A jeu et à sang
« Combien serons-nous ce soir, pour ce bouillon de 11h ? – Treize, bien sûr…»
– Et ça te fait rire ? T’en as pas marre de regarder des conneries ?
A. ne répondit pas.
– Tu t’rends compte qu’ils sont payés des fortunes pour rendre les gens cons ?
Silence.
– Putain, mais t’es sous hypnose ? Tu te rends compte ? Hoho, je suis là !… C’est nouveau, ce jeu ?
Silence.
– Remarque, ils se ressemblent tous. Ya que le décor qui change. Et le présentateur. Les autres, les pauvres gens qui viennent pour qu’on se foute de leur gueule en public, ils se ressemblent tous. Ils et elles, d’ailleurs : sur ce point-là, les deux sexes sont égaux depuis longtemps.
– Chuut!
– Ah dis donc, tu t’es rendu compte que j’étais là ! Événement ! Pas si passionnant, ce jeu, en fait !
Silence.
– Mais, effectivement, je n’ai pas l’impression de l’avoir déjà vu. Le décor. Ou c’est un vieux dont ils ont changé l’emballage. Note, je fais pas attention à tous ces trucs.
Silence.
– Oh, là là, ces rires en boîte ou sur commande, ça m’énerve… ! J’imagine le mec qui fait des grands signes « Là, il faut rire ; comme à la répétition ». « Allez, encore, encore, riez, riez ! Stop ! ».
Silence.
– Je serais curieux de savoir comment ils les choisissent leurs candidats, leurs jurés, leur public… Ils doivent calculer la proportion de femmes sexy, et d’hommes aussi, et des plus moches, pour que tout le monde se reconnaisse. Me dis pas que ça te fait fantasmer.
Silence.
– Ça dure depuis combien de temps, ce truc ? Parce que j’ai vraiment quelque chose à te dire. Et, après, évidemment, il y a un autre attrape-couillons du même genre, et encore un autre et ainsi de suite. Ça m’étonne que tu n’y passes pas toute la nuit, devant la télé.
Silence
– Non, franchement, c’est sérieux. Tu regardes ce que tu veux, c’est pas mon problème, mais il faut vraiment qu’on cause.
Silence.
– Ah, la coupure pub ! C’est l’occasion. Tu vas pas me dire que tu vas regarder les pubs. Ho ! Tu vas pas changer d’assurance, de pare-brise… ou faire un régime. Surtout que c’est toujours les mêmes. Allez, avant que ça recommence !
A. fit un léger mouvement dans le fauteuil. B. eut un espoir.

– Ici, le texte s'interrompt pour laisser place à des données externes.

use std::backtrace::Backtrace;
use std::error::Error as StdError;
use std::fmt;
use std::time::Duration;

use crate::frame::CloseReason;

#[non_exhaustive]
#[derive(Debug, Clone, Copy, PartialEq, Eq)]
pub enum Kind {
    /// Error related to invalid configuration or arguments
    Validation,
    /// Error related to WebSocket connections and their lifecycle
    WebSocket,
    /// Internal error from dependencies
    Internal,
}

#[derive(Debug)]
pub struct Error {
    kind: Kind,
    source: Option<Box<dyn StdError + Send + Sync + 'static>>,
    backtrace: Backtrace,
}

impl Error {
    pub fn with_source<S: StdError + Send + Sync + 'static>(kind: Kind, source: S) -> Self {
        Self {
            kind,
            source: Some(Box::new(source)),
            backtrace: Backtrace::capture(),
        }
    }

    pub fn kind(&self) -> Kind {
        self.kind
    }

    pub fn backtrace(&self) -> &Backtrace {
        &self.backtrace
    }

    pub fn inner(&self) -> Option<&(dyn StdError + Send + Sync + 'static)> {
        self.source.as_deref()
    }

    pub fn downcast_ref<E: StdError + 'static>(&self) -> Option<&E> {
        let e = self.source.as_deref()?;
        e.downcast_ref::<E>()
    }

    pub fn validation<S: Into<String>>(message: S) -> Self {
        Validation {
            reason: message.into(),
        }
        .into()
    }
}

impl fmt::Display for Error {
    fn fmt(&self, f: &mut fmt::Formatter<'_>) -> fmt::Result {
        match &self.source {
            Some(src) => write!(f, "{:?}: {}", self.kind, src),
            None => write!(f, "{:?}", self.kind),
        }
    }
}

impl StdError for Error {
    fn source(&self) -> Option<&(dyn StdError + 'static)> {
        self.source
            .as_deref()
            .map(|e| e as &(dyn StdError + 'static))
    }
}

/// Invalid configuration, surfaced when a [`crate::ConnectionManager`] is constructed.
#[non_exhaustive]
#[derive(Debug)]
pub struct Validation {
    pub reason: String,
}

impl fmt::Display for Validation {
    fn fmt(&self, f: &mut fmt::Formatter<'_>) -> fmt::Result {
        write!(f, "invalid: {}", self.reason)
    }
}

impl StdError for Validation {}

impl From<Validation> for Error {
    fn from(err: Validation) -> Self {
        Error::with_source(Kind::Validation, err)
    }
}

/// WebSocket error variants.
///
/// None of these are returned from the lifecycle methods while the controller is alive: they
/// reach the caller through [`crate::EventHandler::on_error`], except
/// [`WsError::ConnectionClosed`] which `send`/`connect` return after `close()`.
#[non_exhaustive]
#[derive(Debug)]
pub enum WsError {
    /// Error connecting to or communicating with the WebSocket server
    Connection(Box<dyn StdError + Send + Sync + 'static>),
    /// Error parsing a WebSocket message
    MessageParse(serde_json::Error),
    /// The controller was closed and no longer accepts work
    ConnectionClosed,
    /// No heartbeat acknowledgment arrived in time
    HeartbeatTimeout {
        /// How long the watchdog waited for the acknowledgment
        after: Duration,
    },
    /// The channel closed with a code other than normal closure
    AbnormalClose(CloseReason),
    /// The controller fell behind its channel and missed events
    Lagged {
        /// Number of events that were missed
        count: u64,
    },
    /// The outbound queue was full while disconnected
    QueueOverflow {
        /// Configured capacity of the queue
        capacity: usize,
        /// Whether the oldest payload was dropped (`true`) or the new one rejected
        dropped_oldest: bool,
    },
    /// `max_attempts` consecutive reconnects failed
    ReconnectExhausted {
        /// Number of attempts that were made
        attempts: u32,
    },
}

impl fmt::Display for WsError {
    fn fmt(&self, f: &mut fmt::Formatter<'_>) -> fmt::Result {
        match self {
            Self::Connection(e) => write!(f, "WebSocket connection error: {e}"),
            Self::MessageParse(e) => write!(f, "Failed to parse WebSocket message: {e}"),
            Self::ConnectionClosed => write!(f, "WebSocket connection closed"),
            Self::HeartbeatTimeout { after } => {
                write!(f, "No heartbeat acknowledgment within {after:?}")
            }
            Self::AbnormalClose(reason) => write!(f, "WebSocket closed abnormally: {reason}"),
            Self::Lagged { count } => write!(f, "Connection lagged, missed {count} events"),
            Self::QueueOverflow {
                capacity,
                dropped_oldest: true,
            } => write!(
                f,
                "Outbound queue full ({capacity}), dropped the oldest payload"
            ),
            Self::QueueOverflow { capacity, .. } => {
                write!(f, "Outbound queue full ({capacity}), rejected payload")
            }
            Self::ReconnectExhausted { attempts } => {
                write!(f, "Gave up reconnecting after {attempts} attempts")
            }
        }
    }
}

impl StdError for WsError {
    fn source(&self) -> Option<&(dyn StdError + 'static)> {
        match self {
            Self::Connection(e) => Some(e.as_ref()),
            Self::MessageParse(e) => Some(e),
            _ => None,
        }
    }
}

impl From<WsError> for Error {
    fn from(e: WsError) -> Self {
        Error::with_source(Kind::WebSocket, e)
    }
}

#[cfg(feature = "tungstenite")]
impl From<tokio_tungstenite::tungstenite::Error> for Error {
    fn from(e: tokio_tungstenite::tungstenite::Error) -> Self {
        Error::with_source(Kind::WebSocket, WsError::Connection(Box::new(e)))
    }
}

impl From<serde_json::Error> for Error {
    fn from(e: serde_json::Error) -> Self {
        Error::with_source(Kind::Internal, e)
    }
}

impl From<url::ParseError> for Error {
    fn from(e: url::ParseError) -> Self {
        Error::with_source(Kind::Validation, e)
    }
}

#[cfg(test)]
mod tests {
    use super::*;

    #[test]
    fn validation_display_should_succeed() {
        let error = Error::validation("endpoint must not be empty");

        assert_eq!(error.kind(), Kind::Validation);
        assert_eq!(
            error.to_string(),
            "Validation: invalid: endpoint must not be empty"
        );
    }

    #[test]
    fn downcast_should_expose_source() {
        let error = Error::validation("bad");

        let validation = error.downcast_ref::<Validation>();
        assert!(validation.is_some(), "source should downcast to Validation");
        assert_eq!(validation.map(|v| v.reason.as_str()), Some("bad"));
    }

    #[test]
    fn ws_error_converts_to_websocket_kind() {
        let error: Error = WsError::ConnectionClosed.into();

        assert_eq!(error.kind(), Kind::WebSocket);
        assert!(matches!(
            error.downcast_ref::<WsError>(),
            Some(WsError::ConnectionClosed)
        ));
    }

    #[test]
    fn abnormal_close_display_includes_code() {
        let error = WsError::AbnormalClose(CloseReason::new(1011, "server error"));

        assert!(error.to_string().contains("1011"));
    }

    #[test]
    fn queue_overflow_display_names_policy() {
        let dropped = WsError::QueueOverflow {
            capacity: 2,
            dropped_oldest: true,
        };
        let rejected = WsError::QueueOverflow {
            capacity: 2,
            dropped_oldest: false,
        };

        assert!(dropped.to_string().contains("dropped the oldest"));
        assert!(rejected.to_string().contains("rejected"));
    }

    #[test]
    fn url_parse_error_is_validation() {
        let error: Error = url::Url::parse("not a url").unwrap_err().into();

        assert_eq!(error.kind(), Kind::Validation);
    }
}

A. sortit simplement d’entre l’accoudoir et l’assise de son siège un pistolet, noir, luisant, compact, le dirigea vers B. sans même tourner la tête, et appuya sur la détente avec à peine une légère crispation des lèvres. B. s’effondra sans un cri. Il n’avait même pas eu le temps de s’étonner.
Le bruit du coup de feu s’était superposé aux sons des publicités : rengaines stridentes, exclamations horrifiées ou joyeuses, sonneries, avertissements, presque les mêmes bruits que dans le jeu, mais en plus fort, plus percutants. La balle produisit des dégâts inattendus : le sang gicla avec force, étoilant les rideaux blancs qui cachaient le paysage sinistre, ensoleillant le canapé gris perle, fleurissant le philodendron, bénissant une photo de famille sur le guéridon ; et, sans doute, longtemps après, découvrirait-on encore ici et là, des taches brunes. B. gisait sur le côté. Le sang coula quelques secondes en flaque sur le sol, les pieds de la table basse en bois exotique en aspirèrent dans leurs veines, il s’infiltra sous les meubles et dans les jointures du parquet. Ceux qui évacueraient le cadavre en emporteraient sous leurs semelles et laisseraient jusque dans la rue des empreintes rouges de plus en plus irrégulières ; elles intrigueraient les passants jusqu’à ce que les médias rapportent l’incident, qui les ferait frémir d’angoisse et de fierté.
Par chance, aucune goutte de sang n’atteignit l’écran. Quand le jeu reprit, les couleurs pimpantes de cette autre pièce, là-bas, n’étaient pas souillées, les musiquettes continuèrent à rythmer le suspense. L’animateur lança, d’un ton jovial, une plaisanterie inoffensive et banale sur la réponse d’une candidate et les membres du jury éclatèrent de rire.